> **Task item**: Report the number of lines in the records below that contain the word "lookups", and nothing more.

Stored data

<<<<

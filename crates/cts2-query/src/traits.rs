//! Traits for catalog query execution.
//!
//! This module defines the [`CatalogStore`] trait that must be implemented
//! by any backing store the query engine and resolver run against. The
//! store is a read-only, versioned snapshot: every method returns records
//! in the store's natural (insertion) order, and no method mutates state.
//!
//! # Example: Wrapping a store
//!
//! ```ignore
//! use cts2_query::{CatalogResult, CatalogStore, InMemoryCatalog};
//!
//! struct AuditedStore(InMemoryCatalog);
//!
//! impl CatalogStore for AuditedStore {
//!     fn code_system_versions(&self) -> Box<dyn Iterator<Item = &CodeSystemVersion> + '_> {
//!         self.0.code_system_versions()
//!     }
//!     // ... delegate the remaining required methods ...
//! }
//! ```

use cts2_model::{
    Association, CodeSystemVersion, Entity, EntityId, MapCatalogEntry, MapEntry, MapVersion,
    ScopedEntityName, ValueSetCatalogEntry, ValueSetDefinition,
};

use crate::error::CatalogResult;

/// Trait for stores that back the CTS2 catalogs.
///
/// # Required Methods
///
/// - [`code_system_versions`](Self::code_system_versions) - All code system versions
/// - [`entities`](Self::entities) - All entities of all versions
/// - [`associations_with_subject`](Self::associations_with_subject) /
///   [`associations_with_target`](Self::associations_with_target) - Edge indexes
/// - [`value_sets`](Self::value_sets) / [`value_set_definitions`](Self::value_set_definitions)
/// - [`maps`](Self::maps) / [`map_versions`](Self::map_versions) / [`map_entries`](Self::map_entries)
///
/// # Optional Methods (with defaults)
///
/// Point lookups default to linear scans over the iterators. Override them
/// when the store keeps indexes.
///
/// The association lookups are fallible because they are the index reads
/// a remote store would serve; failures there surface as
/// [`CatalogError::StoreError`](crate::CatalogError::StoreError).
pub trait CatalogStore: Send + Sync {
    /// Returns every code system version in catalog order.
    fn code_system_versions(&self) -> Box<dyn Iterator<Item = &CodeSystemVersion> + '_>;

    /// Returns every entity in catalog order.
    fn entities(&self) -> Box<dyn Iterator<Item = &Entity> + '_>;

    /// Returns associations whose subject is `subject`, asserted by the version.
    fn associations_with_subject(
        &self,
        version_name: &str,
        subject: &ScopedEntityName,
    ) -> CatalogResult<Vec<&Association>>;

    /// Returns associations whose target is `target`, asserted by the version.
    fn associations_with_target(
        &self,
        version_name: &str,
        target: &ScopedEntityName,
    ) -> CatalogResult<Vec<&Association>>;

    /// Returns every value-set catalog entry in catalog order.
    fn value_sets(&self) -> Box<dyn Iterator<Item = &ValueSetCatalogEntry> + '_>;

    /// Returns every value-set definition in catalog order.
    fn value_set_definitions(&self) -> Box<dyn Iterator<Item = &ValueSetDefinition> + '_>;

    /// Returns every map in catalog order.
    fn maps(&self) -> Box<dyn Iterator<Item = &MapCatalogEntry> + '_>;

    /// Returns every map version in catalog order.
    fn map_versions(&self) -> Box<dyn Iterator<Item = &MapVersion> + '_>;

    /// Returns the entries asserted by one map version.
    fn map_entries(&self, map_version_name: &str) -> Box<dyn Iterator<Item = &MapEntry> + '_>;

    // =========================================================================
    // Point lookups
    // =========================================================================

    /// Looks up a code system version by its version name.
    fn code_system_version(&self, version_name: &str) -> Option<&CodeSystemVersion> {
        self.code_system_versions()
            .find(|v| v.code_system_version_name == version_name)
    }

    /// Returns the entities described by one version.
    fn entities_of(&self, version_name: &str) -> Box<dyn Iterator<Item = &Entity> + '_> {
        let version_name = version_name.to_string();
        Box::new(
            self.entities()
                .filter(move |e| e.describing_code_system_version.version_name() == version_name),
        )
    }

    /// Looks up an entity of a version by scoped name.
    fn entity(&self, version_name: &str, name: &ScopedEntityName) -> Option<&Entity> {
        self.entities_of(version_name).find(|e| &e.name == name)
    }

    /// Looks up an entity of a version by a possibly unqualified identifier.
    fn find_entity(&self, version_name: &str, id: &EntityId) -> Option<&Entity> {
        match &id.namespace {
            Some(namespace) => {
                let name = ScopedEntityName::new(namespace.clone(), id.name.clone());
                self.entity(version_name, &name)
            }
            None => self.entities_of(version_name).find(|e| id.matches(&e.name)),
        }
    }

    /// Looks up a value-set catalog entry by name.
    fn value_set(&self, name: &str) -> Option<&ValueSetCatalogEntry> {
        self.value_sets().find(|v| v.value_set_name == name)
    }

    /// Looks up a value-set definition by value-set name and digest.
    fn value_set_definition(&self, name: &str, digest: &str) -> Option<&ValueSetDefinition> {
        self.value_set_definitions()
            .find(|d| d.value_set_name() == name && d.digest == digest)
    }

    /// Looks up a map by name.
    fn map(&self, name: &str) -> Option<&MapCatalogEntry> {
        self.maps().find(|m| m.map_name == name)
    }

    /// Looks up a map version by map name and version name.
    fn map_version(&self, map_name: &str, version_name: &str) -> Option<&MapVersion> {
        self.map_versions()
            .find(|v| v.map_name() == map_name && v.map_version_name == version_name)
    }
}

>>>>

> **Exercise solution**: 3